Significance: Diabetes has long been recognized as an independent risk factor for
cancer, but there is insufficient mechanistic understanding of
biological mediators that bridge two disorders together. Understanding the pathogenic association between diabetes and
cancer has become the focus of many studies, and findings are potentially valuable for the development of effective preventive or therapeutic strategies for both disorders. Recent Advances: A summary of literature reveals a possible connection between diabetes and
cancer through the family of
protein disulfide isomerase (PDI). Historical as well as the most recent findings on the structure, biochemistry, and biology of the PDI family were summarized in this review. Critical Issues: PDIs in general function as redox
enzymes and
protein chaperones to control the quality of
proteins by correcting or otherwise eliminating misfolded
proteins in conditions of oxidative stress and endoplasmic reticulum stress, respectively. However, individual members of the PDI family may contribute uniquely to the pathogenesis of diabetes and
cancer. Studies of exemplary members such as
protein disulfide isomerase-associated (PDIA) 1, PDIA6, and PDIA15 were reviewed to highlight their contributions in the pathogenesis of diabetes and
cancer and how they can be potential links bridging the two disorders through the cross talk of signaling pathways.

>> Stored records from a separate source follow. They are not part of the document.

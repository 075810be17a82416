//! Tool input schemas.

use rmcp::schemars::{self, JsonSchema};
use serde::Deserialize;
use serde_json::{Map, Value};

/// Arbitrary JSON object: a form definition or submission data.
pub type JsonObject = Map<String, Value>;

/// Parameters for the login and registration tools.
#[derive(Debug, Deserialize, JsonSchema)]
pub struct CredentialsParams {
    /// Email address of the account.
    pub email: String,
    /// Account password.
    pub password: String,
}

/// Parameters for tools that only need authentication.
#[derive(Debug, Default, Deserialize, JsonSchema)]
pub struct TokenParams {
    /// JWT from an authenticate tool. Falls back to the server's configured token.
    pub token: Option<String>,
}

/// Parameters for paginated listings of forms or users.
#[derive(Debug, Deserialize, JsonSchema)]
pub struct PageParams {
    /// Maximum number of records to return (at least 1).
    pub limit: u32,
    /// Number of records to skip.
    #[serde(default)]
    pub skip: u32,
    /// JWT from an authenticate tool. Falls back to the server's configured token.
    pub token: Option<String>,
}

/// Parameters for fetching one form.
#[derive(Debug, Deserialize, JsonSchema)]
pub struct GetFormParams {
    /// Form id, or the form's path (e.g. "customer/survey").
    pub form: String,
    pub token: Option<String>,
}

/// Parameters for creating a form.
#[derive(Debug, Deserialize, JsonSchema)]
pub struct CreateFormParams {
    /// Form definition: title, name, path, type ("form" or "resource") and
    /// components (inputs, layout elements, validation rules).
    pub data: JsonObject,
    pub token: Option<String>,
}

/// Parameters for replacing a form definition.
#[derive(Debug, Deserialize, JsonSchema)]
pub struct UpdateFormParams {
    /// Id of the form to update.
    pub form_id: String,
    /// Complete new form definition.
    pub data: JsonObject,
    pub token: Option<String>,
}

/// Parameters addressing a single form.
#[derive(Debug, Deserialize, JsonSchema)]
pub struct FormIdParams {
    pub form_id: String,
    pub token: Option<String>,
}

/// Parameters for submitting data to a form.
#[derive(Debug, Deserialize, JsonSchema)]
pub struct CreateSubmissionParams {
    /// Id of the form to submit to.
    pub form_id: String,
    /// Submission values keyed by component key.
    pub data: JsonObject,
    pub token: Option<String>,
}

/// Parameters for listing a form's submissions.
#[derive(Debug, Deserialize, JsonSchema)]
pub struct SubmissionPageParams {
    pub form_id: String,
    /// Maximum number of submissions to return (at least 1).
    pub limit: u32,
    #[serde(default)]
    pub skip: u32,
    pub token: Option<String>,
}

/// Parameters addressing a single submission.
#[derive(Debug, Deserialize, JsonSchema)]
pub struct SubmissionIdParams {
    pub form_id: String,
    pub submission_id: String,
    pub token: Option<String>,
}

/// Parameters for replacing a submission's data.
#[derive(Debug, Deserialize, JsonSchema)]
pub struct UpdateSubmissionParams {
    pub form_id: String,
    pub submission_id: String,
    /// New submission values keyed by component key.
    pub data: JsonObject,
    pub token: Option<String>,
}

/// Parameters for creating a role.
#[derive(Debug, Deserialize, JsonSchema)]
pub struct CreateRoleParams {
    /// Role title, e.g. "Editor".
    pub title: String,
    pub description: Option<String>,
    /// Whether members of the role have admin access to the project.
    pub admin: Option<bool>,
    /// Whether the role is given to anonymous users.
    pub default: Option<bool>,
    pub token: Option<String>,
}

/// Parameters for updating a role.
#[derive(Debug, Deserialize, JsonSchema)]
pub struct UpdateRoleParams {
    pub role_id: String,
    pub title: String,
    pub description: Option<String>,
    pub admin: Option<bool>,
    pub default: Option<bool>,
    pub token: Option<String>,
}

/// Parameters addressing a single role.
#[derive(Debug, Deserialize, JsonSchema)]
pub struct RoleIdParams {
    pub role_id: String,
    pub token: Option<String>,
}
//! Request and response shapes exchanged with FormIO.
//!
//! FormIO resources (forms, submissions, roles, users) are passed through as
//! raw JSON; only the envelopes the client builds or assembles itself are
//! typed here.

use serde::{Deserialize, Serialize};
use serde_json::Value;

/// An authenticated FormIO session.
#[derive(Debug, Clone, Serialize)]
pub struct Session {
    /// JWT to send in the `x-jwt-token` header of later requests.
    pub token: String,
    /// The user record FormIO returned with the login.
    pub user: Value,
}

/// One page of a FormIO collection.
#[derive(Debug, Clone, Serialize)]
pub struct Page {
    pub items: Vec<Value>,
    /// Size of the whole collection, not just this page.
    pub total: u64,
    pub limit: u32,
    pub skip: u32,
}

impl Page {
    pub(crate) fn new(items: Vec<Value>, content_range: Option<&str>, limit: u32, skip: u32) -> Self {
        let total = content_range
            .and_then(content_range_total)
            .unwrap_or(items.len() as u64);
        Self {
            items,
            total,
            limit,
            skip,
        }
    }
}

/// Parse the collection size out of a `Content-Range` header.
///
/// FormIO sends `<first>-<last>/<total>`, or `*/<total>` for an empty page.
/// An unknown total (`*`) yields `None`.
pub fn content_range_total(header: &str) -> Option<u64> {
    let (_, total) = header.trim().rsplit_once('/')?;
    total.trim().parse().ok()
}

/// Fields of a role to create or update.
#[derive(Debug, Clone, Default, Serialize, Deserialize)]
pub struct RoleInput {
    pub title: String,
    #[serde(skip_serializing_if = "Option::is_none")]
    pub description: Option<String>,
    #[serde(skip_serializing_if = "Option::is_none")]
    pub admin: Option<bool>,
    #[serde(skip_serializing_if = "Option::is_none")]
    pub default: Option<bool>,
}

/// Login and registration payload.
#[derive(Debug, Serialize)]
pub(crate) struct Credentials<'a> {
    pub data: CredentialData<'a>,
}

#[derive(Debug, Serialize)]
pub(crate) struct CredentialData<'a> {
    pub email: &'a str,
    pub password: &'a str,
}

impl<'a> Credentials<'a> {
    pub fn new(email: &'a str, password: &'a str) -> Self {
        Self {
            data: CredentialData { email, password },
        }
    }
}

/// Submission payload: FormIO stores the user's answers under `data`.
#[derive(Debug, Serialize)]
pub(crate) struct SubmissionBody<'a> {
    pub data: &'a Value,
}

#[cfg(test)]
mod tests {
    use crate::model::{Credentials, Page, RoleInput, content_range_total};
    use serde_json::json;

    #[test]
    fn parses_content_range() {
        assert_eq!(content_range_total("0-9/42"), Some(42));
        assert_eq!(content_range_total("*/0"), Some(0));
        assert_eq!(content_range_total("0-9/*"), None);
        assert_eq!(content_range_total("garbage"), None);
    }

    #[test]
    fn page_total_falls_back_to_item_count() {
        let page = Page::new(vec![json!({}), json!({})], None, 10, 0);
        assert_eq!(page.total, 2);
        let page = Page::new(vec![json!({})], Some("5-5/6"), 1, 5);
        assert_eq!(page.total, 6);
    }

    #[test]
    fn credentials_are_wrapped_in_data() {
        let body = serde_json::to_value(Credentials::new("a@b.c", "pw")).unwrap();
        assert_eq!(body, json!({"data": {"email": "a@b.c", "password": "pw"}}));
    }

    #[test]
    fn role_input_omits_unset_fields() {
        let role = RoleInput {
            title: "Editor".into(),
            admin: Some(false),
            ..Default::default()
        };
        let body = serde_json::to_value(role).unwrap();
        assert_eq!(body, json!({"title": "Editor", "admin": false}));
    }
}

Future Directions: Apparently ubiquitous presence of the PDIs creates difficulties and challenges for scientific community to develop targeted
therapeutics for the treatment of diabetes and
cancer simultaneously. Understanding molecular contribution of individual PDI in the context of specific disease may provide some insights into the development of mechanism-based target-directed
therapeutics. Antioxid. Redox Signal. 37, 1191-1205.